*** Opening of THE INPUT ***

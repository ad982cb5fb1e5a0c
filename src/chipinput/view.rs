//! View rendering for the chip input.

use super::model::Model;
use super::render::{render_chips, RenderContext};

impl Model {
    /// Renders the chips, the entry and any visible messages.
    ///
    /// The chip row is memoized and only re-rendered after the chip list or
    /// the selection changes.
    pub fn view(&self) -> String {
        let styles = &self.config.styles;

        let row = self.cache.borrow_mut().get_or_render(
            self.chips.revision(),
            self.selected,
            || {
                let ctx = RenderContext {
                    id: self.id,
                    styles,
                    delete_button: self.config.delete_button.as_ref(),
                };
                render_chips(self.chips.chips(), self.selected, &ctx)
            },
        );

        let mut v = row;
        v.push_str(&self.entry.view(styles));

        let messages = [
            (self.limit_message(), &styles.limit_message),
            (self.required_message(), &styles.required_message),
        ];
        for (msg, style) in messages {
            let Some(msg) = msg else { continue };
            v.push('\n');
            v.push_str(&style.render(msg));
        }

        v
    }

    /// The limit message, when it is showing.
    pub fn limit_message(&self) -> Option<&str> {
        self.config
            .limit_message
            .as_deref()
            .filter(|_| self.chips.limit_message_visible())
    }

    /// The required message, when it is showing.
    pub fn required_message(&self) -> Option<&str> {
        self.config
            .required_message
            .as_deref()
            .filter(|_| self.chips.required_message_visible())
    }
}
//! Core types for the chip input component.

use bubbletea_rs::Msg;
use std::fmt;
use std::sync::atomic::{AtomicU64, Ordering};

// Keys are handed out in creation order across every widget in the process.
static LAST_CHIP_KEY: AtomicU64 = AtomicU64::new(0);

/// Opaque identifier of a chip.
///
/// Keys are issued from a process-wide counter, so two chips seeded from the
/// same string still get distinct keys, and a later chip always compares
/// greater than an earlier one.
#[derive(Debug, Clone, Copy, PartialEq, Eq, PartialOrd, Ord, Hash)]
pub struct ChipKey(u64);

impl ChipKey {
    pub(crate) fn next() -> Self {
        ChipKey(LAST_CHIP_KEY.fetch_add(1, Ordering::Relaxed) + 1)
    }
}

impl fmt::Display for ChipKey {
    fn fmt(&self, f: &mut fmt::Formatter<'_>) -> fmt::Result {
        write!(f, "chip-{}", self.0)
    }
}

/// A committed email entry as held by the widget.
#[derive(Debug, Clone, PartialEq, Eq)]
pub struct Chip {
    /// Stable identifier, never exposed through the change callback.
    pub key: ChipKey,
    /// Normalized (trimmed, lower-cased) address.
    pub email: String,
    /// Result of the configured validator at commit time.
    pub valid: bool,
}

impl Chip {
    pub(crate) fn new(email: String, valid: bool) -> Self {
        Self {
            key: ChipKey::next(),
            email,
            valid,
        }
    }

    /// The public shape of this chip.
    pub fn to_email_chip(&self) -> EmailChip {
        EmailChip {
            email: self.email.clone(),
            valid: self.valid,
        }
    }
}

/// What the change callback receives for each chip.
#[derive(Debug, Clone, PartialEq, Eq)]
pub struct EmailChip {
    /// Normalized address.
    pub email: String,
    /// Whether the address passed validation.
    pub valid: bool,
}

impl EmailChip {
    /// Convenience constructor, mostly useful in tests and callbacks.
    pub fn new(email: impl Into<String>, valid: bool) -> Self {
        Self {
            email: email.into(),
            valid,
        }
    }
}

/// Normalizes raw entry text: surrounding whitespace is trimmed and the
/// result is lower-cased.
///
/// ```rust
/// use bubbletea_chips::chipinput::normalize;
///
/// assert_eq!(normalize("  Alice@Example.COM \t"), "alice@example.com");
/// assert_eq!(normalize("   "), "");
/// ```
pub fn normalize(raw: &str) -> String {
    raw.trim().to_lowercase()
}

/// Asks a chip input to delete one of its chips.
///
/// Produced when a chip's delete affordance is activated. `id` names the
/// widget that rendered the affordance so that several chip inputs can share
/// one program without deleting each other's chips.
#[derive(Debug, Clone, Copy, PartialEq, Eq)]
pub struct DeleteChipMsg {
    /// Id of the owning chip input.
    pub id: u64,
    /// Chip to delete.
    pub key: ChipKey,
}

impl From<DeleteChipMsg> for Msg {
    fn from(msg: DeleteChipMsg) -> Self {
        Box::new(msg) as Msg
    }
}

*** Close of THE INPUT ***

→ WHAT IS NEEDED
Where the word "EmailChip" occurs in a line of the entries above, count that line, and reply with the total only.

→ REPLY TO THE EXERCISE
4